Back at Echo Base, Han Solo (player-controlled) has to make his way through a wave of Imperial enemies and machines to meet Princess Leia, secure her and ride away on the Millenium Falcon. The Falcon (player-controlled) enters the asteroid field being attacked gradually by over twenty TIE Fighters. Once all of them have been eliminated, the Falcon jumps into light speed (which contradicts the movie).

Gameplay

Super Star Wars: The Empire Strikes Back is composed mostly of 2D, side-scrolling action sequences in which players control their characters moving from left to right in order to make the game progress. The sequences are filled with lots of action-packed moments mainly due to the MANY enemies challenging the players plus sequences of shooting, jumping and using special weapons (note: the thermal detonator was awesome to use). When it comes to filling up the health meter of your character, defeating enemies result random releases of hearts (symbolizing health) which you need to pick up. Key side-scrolling segments of the game will have players facing off with in-game bosses or enemies that are large, intimidating and have their own health meters for players to reduce to zero.
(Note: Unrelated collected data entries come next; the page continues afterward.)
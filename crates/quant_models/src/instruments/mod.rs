//! Option contract definitions.
//!
//! This module provides the validated contract type and the payoff
//! direction tag consumed by every analytic in the crate.
//!
//! # Architecture
//!
//! - [`OptionContract`]: immutable, validated market-parameter tuple
//! - [`OptionKind`]: two-variant call/put tag, collapsed to a signed
//!   multiplier only inside the pricing formulas
//! - [`ModelError`]: structured construction failures
//!
//! # Examples
//!
//! ```
//! use quant_models::instruments::{OptionContract, OptionKind};
//!
//! let contract = OptionContract::new(
//!     130.0_f64,
//!     130.694,
//!     0.021918,
//!     0.0423,
//!     0.0,
//!     OptionKind::Put,
//! )
//! .unwrap();
//!
//! assert_eq!(contract.kind(), OptionKind::Put);
//! ```

mod contract;
mod error;
mod payoff;

pub use contract::OptionContract;
pub use error::ModelError;
pub use payoff::OptionKind;
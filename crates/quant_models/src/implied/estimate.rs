//! Implied-volatility solve outcome.

use std::time::Duration;

use num_traits::Float;

use super::IvMethod;

/// Outcome of a single implied-volatility solve.
///
/// Solving is best-effort: the estimate always carries a volatility
/// (the best iterate found) together with the diagnostics a caller needs
/// to judge it. Check [`is_success`](Self::is_success) before treating
/// the volatility as an answer rather than a starting point.
#[derive(Debug, Clone, Copy, PartialEq)]
pub struct ImpliedVolEstimate<T: Float> {
    /// The estimated volatility.
    pub vol: T,
    /// Which solver produced the estimate.
    pub method: IvMethod,
    /// Iterations consumed.
    pub iterations: usize,
    /// Wall-clock time spent in the solve.
    pub elapsed: Duration,
    /// Whether the residual met the configured tolerance.
    pub converged: bool,
    /// Whether the market price was bracketed by the search interval.
    ///
    /// Always `true` for the open methods; bisection reports `false` when
    /// the quote lies outside the model prices at the bracket endpoints.
    pub bracketed: bool,
    /// Absolute price residual `|price(vol) - market|` at the estimate.
    pub residual: T,
}

impl<T: Float> ImpliedVolEstimate<T> {
    /// Returns `true` when the estimate both converged and was bracketed.
    #[inline]
    pub fn is_success(&self) -> bool {
        self.converged && self.bracketed
    }

    /// Elapsed solve time in fractional milliseconds.
    #[inline]
    pub fn elapsed_millis(&self) -> f64 {
        self.elapsed.as_secs_f64() * 1e3
    }
}

#[cfg(test)]
mod tests {
    use super::*;

    fn sample(converged: bool, bracketed: bool) -> ImpliedVolEstimate<f64> {
        ImpliedVolEstimate {
            vol: 0.42,
            method: IvMethod::Bisection,
            iterations: 21,
            elapsed: Duration::from_micros(250),
            converged,
            bracketed,
            residual: 5e-7,
        }
    }

    #[test]
    fn test_is_success_requires_both_flags() {
        assert!(sample(true, true).is_success());
        assert!(!sample(true, false).is_success());
        assert!(!sample(false, true).is_success());
        assert!(!sample(false, false).is_success());
    }

    #[test]
    fn test_elapsed_millis_scales_duration() {
        let estimate = sample(true, true);
        assert!((estimate.elapsed_millis() - 0.25).abs() < 1e-12);
    }

    #[test]
    fn test_estimate_is_copy() {
        let estimate = sample(true, true);
        let copy = estimate;
        assert_eq!(copy, estimate);
    }
}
As typical with most 2D side-scrolling games of the era, this game is really tough and will take gamers some patience and perseverance to complete.

What really stood out in this game are the makeshift 3D segments (made possible by Mode 7) which were pretty extensive and really interactive. The Battle of Hoth in Mode 7 was pretty engaging as players get to fly a rebel speeder over a snowy field complete with lots of Imperial enemies (including the AT-ST walkers and the AT-AT walkers) and each of them is composed of multiple 2D sprites making them look 3D as the speeder moves around. Apart from simply shooting, the interactive sequence of tagging an AT-AT walker with a cable, flying around it and wrapping it with the cable, and then watching it fall to the ground really is an awesome gaming experience which really showed how hard the game developers pushed 2D visuals and pixel art.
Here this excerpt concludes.